Chan, 64, recalled collecting his first few comic books when he was a kid in Iloilo .
“My grandmother used to give me money to buy comics — if my grades were good,” he said. “The comics sold for something like one peso then. I could only afford to buy one at a time so I didn’t have a big collection. There was no TV so radio, the movies and comics provided our entertainment. Radio brought us the popular songs of the day, the movies took us to faraway places and exciting adventure and comics helped to widen our vocabulary and exposed us to literature.”
Chan said the comics he liked were the Classics Illustrated series.
“As a young boy, I couldn’t afford to buy all the Classics Illustrated titles,” he continued. “I probably only had 10 or a dozen titles at most. While living in New York between 1975 and 1986, I found that there were stores selling secondhand comics so I started my collection.”

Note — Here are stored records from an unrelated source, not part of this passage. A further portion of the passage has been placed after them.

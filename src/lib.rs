//! Reporting core of a sales/collection business-intelligence dashboard.
//!
//! The crate sits between raw fact records (sales, collection, product
//! comparison) and the rendered views: it filters the fetched slice, joins
//! and aggregates it, ranks products, sorts and searches report tables,
//! formats display values and serializes CSV exports. Everything downstream
//! of the data boundary is a pure function of (raw sets, filter).

pub mod aggregate;
pub mod export;
pub mod filter;
pub mod format;
pub mod ranking;
pub mod service;
pub mod sort;
pub mod types;
pub mod views;
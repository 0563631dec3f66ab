//! Error types for value conversion.

/// A value tree that cannot be rendered as JSON.
#[derive(Debug, Clone, PartialEq, Eq, thiserror::Error)]
pub enum ConvertError {
    #[error("circular reference at {path}")]
    Circular { path: String },

    #[error("{kind} cannot be represented as JSON")]
    Unrepresentable { kind: &'static str },

    #[error("map key at {path} is not a string")]
    NonStringKey { path: String },
}
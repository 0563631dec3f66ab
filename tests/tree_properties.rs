//! Property-based tests for the tree operations.
//!
//! Generated trees are NaN-free, so strict number equality is reflexive.

use proptest::prelude::*;
use treekit::{
    deep_clone, deep_equal, deep_equal_with, deep_merge, shallow_clone, shallow_equal,
    EqualOptions, Function, Membership, Object, Value, ValueMap, ValueSet,
};

const STRUCTURAL: EqualOptions = EqualOptions {
    set_membership: Membership::Structural,
};

fn primitive() -> impl Strategy<Value = Value> {
    prop_oneof![
        Just(Value::Null),
        Just(Value::Undefined),
        any::<bool>().prop_map(Value::from),
        (-1.0e6f64..1.0e6).prop_map(Value::from),
        "[a-z]{0,6}".prop_map(Value::from),
    ]
}

fn leaf() -> impl Strategy<Value = Value> {
    prop_oneof![
        4 => primitive(),
        1 => (-1_000_000_000_000i64..4_000_000_000_000)
            .prop_filter_map("date in range", Value::date_millis),
        1 => "[a-z]{1,4}".prop_map(|name| Value::from(Function::new(name, |_| Value::Undefined))),
    ]
}

fn tree() -> impl Strategy<Value = Value> {
    leaf().prop_recursive(4, 48, 5, |inner| {
        prop_oneof![
            prop::collection::vec(inner.clone(), 0..5).prop_map(Value::from),
            prop::collection::btree_map("[a-e]{1,2}", inner.clone(), 0..5)
                .prop_map(|entries| Value::Object(entries.into_iter().collect::<Object>())),
            prop::collection::vec(inner.clone(), 0..4)
                .prop_map(|items| Value::Set(items.into_iter().collect::<ValueSet>())),
            prop::collection::vec((primitive(), inner), 0..4)
                .prop_map(|entries| Value::Map(entries.into_iter().collect::<ValueMap>())),
        ]
    })
}

fn object_tree() -> impl Strategy<Value = Value> {
    prop::collection::btree_map("[a-e]{1,2}", tree(), 0..5)
        .prop_map(|entries| Value::Object(entries.into_iter().collect::<Object>()))
}

proptest! {
    #[test]
    fn prop_deep_clone_is_equal_and_distinct(value in tree()) {
        let copy = deep_clone(&value);
        prop_assert!(deep_equal(&value, &copy));
        if value.kind().is_container() {
            prop_assert!(!copy.same_ref(&value));
        }
    }

    #[test]
    fn prop_deep_equal_is_reflexive(value in tree()) {
        prop_assert!(deep_equal(&value, &value));
        prop_assert!(shallow_equal(&value, &value));
    }

    #[test]
    fn prop_deep_equal_is_symmetric(a in tree(), b in tree()) {
        prop_assert_eq!(deep_equal(&a, &b), deep_equal(&b, &a));
        prop_assert_eq!(shallow_equal(&a, &b), shallow_equal(&b, &a));
    }

    #[test]
    fn prop_structural_equality_is_symmetric(a in tree(), b in tree()) {
        prop_assert_eq!(
            deep_equal_with(&a, &b, &STRUCTURAL),
            deep_equal_with(&b, &a, &STRUCTURAL)
        );
    }

    #[test]
    fn prop_structural_sets_of_copies(items in prop::collection::vec(tree(), 0..4), extra in tree()) {
        let left = Value::Set(items.iter().map(deep_clone).collect::<ValueSet>());
        let right = Value::Set(items.iter().rev().map(deep_clone).collect::<ValueSet>());
        prop_assert!(deep_equal_with(&left, &right, &STRUCTURAL));

        let mut more = items.iter().map(deep_clone).collect::<Vec<_>>();
        more.push(extra);
        let grown = Value::Set(more.into_iter().collect::<ValueSet>());
        prop_assert_eq!(
            deep_equal_with(&left, &grown, &STRUCTURAL),
            deep_equal_with(&grown, &left, &STRUCTURAL)
        );
    }

    #[test]
    fn prop_shallow_equal_implies_deep_equal(value in tree()) {
        let copy = shallow_clone(&value);
        prop_assert!(shallow_equal(&value, &copy));
        prop_assert!(deep_equal(&value, &copy));
    }

    #[test]
    fn prop_merge_chaining(a in object_tree(), b in object_tree()) {
        let once = deep_merge(&Value::object(), &[a.clone(), b.clone()]);
        let chained = deep_merge(&deep_merge(&Value::object(), &[a]), &[b]);
        prop_assert!(deep_equal(&once, &chained));
    }

    #[test]
    fn prop_merge_into_empty_equals_source(a in object_tree()) {
        let merged = deep_merge(&Value::object(), &[a.clone()]);
        prop_assert!(deep_equal(&merged, &a));
    }

    #[test]
    fn prop_merge_leaves_sources_untouched(a in object_tree(), b in object_tree()) {
        let (a_before, b_before) = (deep_clone(&a), deep_clone(&b));
        let target = deep_clone(&a);
        deep_merge(&target, &[b.clone()]);
        prop_assert!(deep_equal(&a, &a_before));
        prop_assert!(deep_equal(&b, &b_before));
    }
}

Chan said the comics were a springboard for his children and grandchildren to read the classics in book form.
When he returned to Manila from New York, Chan became acquainted with show business writer Franklin Cabaluna who had a collection of 30 to 40 Classics Illustrated titles. Chan, of course, had no hesitation to accept Cabaluna’s collection when the writer offered to give it away.
Today, Chan has 169 issues of Classics Illustrated, 80 issues of Classics Illustrated Junior, about 20 issues of Classics Specials (with titles like World War II and Adventures of Science), about 20 issues of DC comics, some 10 issues of photo-cover movie tie-ins and three hard-to-find issues of Mars Ravelo’s Darna series of the ‘50s.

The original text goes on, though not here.